§ TO DO:
Count how many lines in this material contain "MissedTickBehavior". The answer is that number alone.

§ RAW DATA:
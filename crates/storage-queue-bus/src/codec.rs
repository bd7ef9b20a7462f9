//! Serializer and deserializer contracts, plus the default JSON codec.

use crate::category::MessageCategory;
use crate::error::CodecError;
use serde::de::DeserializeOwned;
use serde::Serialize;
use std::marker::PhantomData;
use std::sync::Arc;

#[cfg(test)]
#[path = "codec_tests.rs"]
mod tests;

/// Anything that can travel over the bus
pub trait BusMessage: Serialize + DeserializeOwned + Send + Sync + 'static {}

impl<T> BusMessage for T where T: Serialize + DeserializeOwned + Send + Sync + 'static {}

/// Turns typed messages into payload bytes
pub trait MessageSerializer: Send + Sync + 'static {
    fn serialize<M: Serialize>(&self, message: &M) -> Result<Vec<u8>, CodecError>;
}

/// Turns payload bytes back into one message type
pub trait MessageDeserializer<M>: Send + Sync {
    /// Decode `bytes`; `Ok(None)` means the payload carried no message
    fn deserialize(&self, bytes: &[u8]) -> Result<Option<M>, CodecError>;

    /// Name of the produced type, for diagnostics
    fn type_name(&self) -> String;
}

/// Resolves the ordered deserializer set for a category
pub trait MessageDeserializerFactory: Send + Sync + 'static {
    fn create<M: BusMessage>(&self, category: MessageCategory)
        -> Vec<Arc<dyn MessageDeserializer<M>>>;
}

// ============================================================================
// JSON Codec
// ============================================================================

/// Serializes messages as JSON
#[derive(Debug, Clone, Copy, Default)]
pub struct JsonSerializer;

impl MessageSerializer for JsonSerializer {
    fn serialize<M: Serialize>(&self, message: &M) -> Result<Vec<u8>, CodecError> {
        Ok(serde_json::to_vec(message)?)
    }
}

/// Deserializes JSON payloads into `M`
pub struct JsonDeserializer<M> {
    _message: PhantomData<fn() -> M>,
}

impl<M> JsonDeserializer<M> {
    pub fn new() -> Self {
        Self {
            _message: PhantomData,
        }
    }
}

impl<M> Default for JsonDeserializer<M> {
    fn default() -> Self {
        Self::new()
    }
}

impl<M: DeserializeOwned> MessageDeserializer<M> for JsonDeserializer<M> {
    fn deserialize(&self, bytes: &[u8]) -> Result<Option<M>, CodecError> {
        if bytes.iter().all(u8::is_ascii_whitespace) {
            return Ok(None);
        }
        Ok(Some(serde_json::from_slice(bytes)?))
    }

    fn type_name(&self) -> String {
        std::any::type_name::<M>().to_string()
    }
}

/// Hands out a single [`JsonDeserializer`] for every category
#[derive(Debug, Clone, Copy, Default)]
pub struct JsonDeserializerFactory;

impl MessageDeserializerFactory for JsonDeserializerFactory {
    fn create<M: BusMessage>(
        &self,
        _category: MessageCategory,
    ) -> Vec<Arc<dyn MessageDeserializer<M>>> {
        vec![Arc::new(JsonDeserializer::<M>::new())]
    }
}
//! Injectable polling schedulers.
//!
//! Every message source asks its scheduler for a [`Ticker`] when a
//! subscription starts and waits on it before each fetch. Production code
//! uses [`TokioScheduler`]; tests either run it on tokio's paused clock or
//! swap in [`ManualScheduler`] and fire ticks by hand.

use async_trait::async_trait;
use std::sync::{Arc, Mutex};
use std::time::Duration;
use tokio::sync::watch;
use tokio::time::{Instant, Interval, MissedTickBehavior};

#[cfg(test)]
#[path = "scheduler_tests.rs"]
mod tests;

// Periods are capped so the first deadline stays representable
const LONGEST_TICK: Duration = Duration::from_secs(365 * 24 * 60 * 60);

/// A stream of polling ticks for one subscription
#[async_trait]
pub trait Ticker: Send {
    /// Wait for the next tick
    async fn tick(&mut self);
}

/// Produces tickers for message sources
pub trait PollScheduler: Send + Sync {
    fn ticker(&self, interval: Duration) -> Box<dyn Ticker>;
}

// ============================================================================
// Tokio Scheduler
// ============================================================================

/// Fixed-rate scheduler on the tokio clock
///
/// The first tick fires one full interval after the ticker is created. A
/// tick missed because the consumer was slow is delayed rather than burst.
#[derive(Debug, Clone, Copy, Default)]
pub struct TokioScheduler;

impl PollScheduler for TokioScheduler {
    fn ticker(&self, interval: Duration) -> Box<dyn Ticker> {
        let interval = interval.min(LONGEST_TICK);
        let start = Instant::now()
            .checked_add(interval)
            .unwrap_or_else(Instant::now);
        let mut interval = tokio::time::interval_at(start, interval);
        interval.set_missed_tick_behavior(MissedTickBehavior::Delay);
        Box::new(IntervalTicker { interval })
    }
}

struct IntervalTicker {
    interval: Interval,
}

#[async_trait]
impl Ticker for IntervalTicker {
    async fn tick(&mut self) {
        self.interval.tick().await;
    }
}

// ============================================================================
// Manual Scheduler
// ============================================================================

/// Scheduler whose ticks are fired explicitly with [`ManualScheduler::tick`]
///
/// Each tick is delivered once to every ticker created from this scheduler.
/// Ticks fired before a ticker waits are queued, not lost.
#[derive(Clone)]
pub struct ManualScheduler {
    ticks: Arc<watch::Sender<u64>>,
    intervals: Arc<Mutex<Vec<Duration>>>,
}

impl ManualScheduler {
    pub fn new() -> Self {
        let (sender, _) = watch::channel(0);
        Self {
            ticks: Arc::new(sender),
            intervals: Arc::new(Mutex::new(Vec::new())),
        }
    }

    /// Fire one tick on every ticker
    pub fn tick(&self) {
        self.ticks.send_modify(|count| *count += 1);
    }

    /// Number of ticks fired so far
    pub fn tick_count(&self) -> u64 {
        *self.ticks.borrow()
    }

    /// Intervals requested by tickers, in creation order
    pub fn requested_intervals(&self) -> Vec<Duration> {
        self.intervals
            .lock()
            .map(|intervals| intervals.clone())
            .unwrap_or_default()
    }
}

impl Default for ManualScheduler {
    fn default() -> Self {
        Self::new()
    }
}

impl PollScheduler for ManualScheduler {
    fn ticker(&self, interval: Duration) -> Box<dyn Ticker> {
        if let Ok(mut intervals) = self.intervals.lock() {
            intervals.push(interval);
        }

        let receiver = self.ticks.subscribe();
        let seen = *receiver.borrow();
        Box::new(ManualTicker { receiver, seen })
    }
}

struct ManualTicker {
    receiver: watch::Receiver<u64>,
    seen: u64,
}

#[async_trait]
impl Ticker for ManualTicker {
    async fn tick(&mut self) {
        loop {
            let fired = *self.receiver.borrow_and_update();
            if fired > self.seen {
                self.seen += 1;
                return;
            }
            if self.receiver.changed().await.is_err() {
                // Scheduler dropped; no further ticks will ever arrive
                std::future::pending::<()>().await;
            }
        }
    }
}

==

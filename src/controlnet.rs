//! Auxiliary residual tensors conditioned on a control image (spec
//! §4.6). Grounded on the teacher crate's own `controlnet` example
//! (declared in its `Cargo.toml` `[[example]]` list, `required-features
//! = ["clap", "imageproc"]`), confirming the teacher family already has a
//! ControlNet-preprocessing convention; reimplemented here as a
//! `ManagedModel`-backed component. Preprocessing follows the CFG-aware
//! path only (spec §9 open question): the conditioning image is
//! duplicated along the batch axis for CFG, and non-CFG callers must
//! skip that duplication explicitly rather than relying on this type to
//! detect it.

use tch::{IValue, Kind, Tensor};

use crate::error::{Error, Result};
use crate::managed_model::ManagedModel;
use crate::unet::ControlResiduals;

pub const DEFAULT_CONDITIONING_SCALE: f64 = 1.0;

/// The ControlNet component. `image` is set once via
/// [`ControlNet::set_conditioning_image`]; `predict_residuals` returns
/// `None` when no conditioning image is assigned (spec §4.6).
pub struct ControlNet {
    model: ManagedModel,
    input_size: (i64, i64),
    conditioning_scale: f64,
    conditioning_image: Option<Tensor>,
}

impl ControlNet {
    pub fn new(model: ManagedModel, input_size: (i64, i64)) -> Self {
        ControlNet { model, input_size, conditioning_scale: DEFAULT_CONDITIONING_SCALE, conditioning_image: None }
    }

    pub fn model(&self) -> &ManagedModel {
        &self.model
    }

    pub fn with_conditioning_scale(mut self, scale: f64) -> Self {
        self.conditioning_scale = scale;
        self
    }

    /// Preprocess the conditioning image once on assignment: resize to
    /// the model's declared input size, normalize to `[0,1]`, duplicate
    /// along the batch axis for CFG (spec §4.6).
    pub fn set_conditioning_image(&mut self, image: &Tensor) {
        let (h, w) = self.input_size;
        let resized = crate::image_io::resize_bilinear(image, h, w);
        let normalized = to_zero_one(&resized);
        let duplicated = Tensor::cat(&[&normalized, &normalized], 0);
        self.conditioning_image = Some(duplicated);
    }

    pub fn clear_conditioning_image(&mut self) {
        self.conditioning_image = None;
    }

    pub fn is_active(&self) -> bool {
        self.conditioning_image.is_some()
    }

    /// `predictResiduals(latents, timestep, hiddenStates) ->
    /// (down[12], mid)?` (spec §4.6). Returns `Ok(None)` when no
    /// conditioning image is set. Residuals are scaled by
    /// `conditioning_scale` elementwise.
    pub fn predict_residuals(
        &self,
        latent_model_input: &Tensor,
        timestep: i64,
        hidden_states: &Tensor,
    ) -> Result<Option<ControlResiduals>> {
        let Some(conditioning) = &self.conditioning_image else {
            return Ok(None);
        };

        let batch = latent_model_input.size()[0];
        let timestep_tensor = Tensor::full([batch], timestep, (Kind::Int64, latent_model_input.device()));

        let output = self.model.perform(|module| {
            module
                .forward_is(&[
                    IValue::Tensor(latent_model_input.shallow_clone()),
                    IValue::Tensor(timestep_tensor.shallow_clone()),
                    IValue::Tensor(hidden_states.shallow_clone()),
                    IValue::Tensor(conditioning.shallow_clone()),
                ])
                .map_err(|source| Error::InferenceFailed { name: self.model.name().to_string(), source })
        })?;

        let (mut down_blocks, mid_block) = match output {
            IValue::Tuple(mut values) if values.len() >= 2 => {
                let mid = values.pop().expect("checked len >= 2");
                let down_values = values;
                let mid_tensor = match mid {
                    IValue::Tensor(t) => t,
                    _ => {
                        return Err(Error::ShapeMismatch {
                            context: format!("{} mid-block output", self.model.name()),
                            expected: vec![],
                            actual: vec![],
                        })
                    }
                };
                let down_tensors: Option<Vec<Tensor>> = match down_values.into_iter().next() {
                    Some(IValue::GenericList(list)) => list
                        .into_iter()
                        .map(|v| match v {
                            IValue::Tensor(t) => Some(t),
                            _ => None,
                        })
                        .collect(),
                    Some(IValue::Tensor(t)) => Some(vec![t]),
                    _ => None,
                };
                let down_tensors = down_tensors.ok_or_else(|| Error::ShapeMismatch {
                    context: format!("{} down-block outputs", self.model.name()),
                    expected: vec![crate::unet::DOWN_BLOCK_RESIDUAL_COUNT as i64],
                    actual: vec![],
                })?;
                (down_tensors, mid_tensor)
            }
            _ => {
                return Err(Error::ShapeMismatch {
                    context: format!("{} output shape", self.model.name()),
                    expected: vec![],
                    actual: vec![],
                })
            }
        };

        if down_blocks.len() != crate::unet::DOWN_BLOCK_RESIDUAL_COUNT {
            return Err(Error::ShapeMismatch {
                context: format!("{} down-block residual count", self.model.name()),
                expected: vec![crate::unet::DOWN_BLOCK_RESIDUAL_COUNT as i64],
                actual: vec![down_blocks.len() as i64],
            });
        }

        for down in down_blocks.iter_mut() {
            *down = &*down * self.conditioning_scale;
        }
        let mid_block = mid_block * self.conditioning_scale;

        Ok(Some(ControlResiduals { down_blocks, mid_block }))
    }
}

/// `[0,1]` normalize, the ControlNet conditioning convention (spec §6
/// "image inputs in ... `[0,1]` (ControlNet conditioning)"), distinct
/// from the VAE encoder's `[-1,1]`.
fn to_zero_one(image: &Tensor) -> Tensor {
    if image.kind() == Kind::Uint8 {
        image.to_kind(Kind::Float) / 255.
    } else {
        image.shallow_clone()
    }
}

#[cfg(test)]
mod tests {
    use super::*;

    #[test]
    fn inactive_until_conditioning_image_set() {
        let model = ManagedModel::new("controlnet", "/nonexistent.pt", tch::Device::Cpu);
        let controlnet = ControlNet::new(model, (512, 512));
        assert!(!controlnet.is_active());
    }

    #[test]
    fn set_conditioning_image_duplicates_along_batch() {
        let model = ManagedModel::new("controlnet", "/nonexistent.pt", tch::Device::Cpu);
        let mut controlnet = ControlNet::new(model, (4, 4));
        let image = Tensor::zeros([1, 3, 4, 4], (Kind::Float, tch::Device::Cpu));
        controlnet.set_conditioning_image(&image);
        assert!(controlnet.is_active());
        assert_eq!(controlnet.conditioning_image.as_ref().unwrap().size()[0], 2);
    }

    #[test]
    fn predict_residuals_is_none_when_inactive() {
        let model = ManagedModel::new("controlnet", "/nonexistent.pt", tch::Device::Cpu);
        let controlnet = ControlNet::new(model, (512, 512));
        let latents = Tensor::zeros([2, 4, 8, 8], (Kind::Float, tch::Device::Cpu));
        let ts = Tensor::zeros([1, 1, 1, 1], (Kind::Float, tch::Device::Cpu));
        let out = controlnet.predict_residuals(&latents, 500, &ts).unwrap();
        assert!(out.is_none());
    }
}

§ OUTPUT BELOW:
2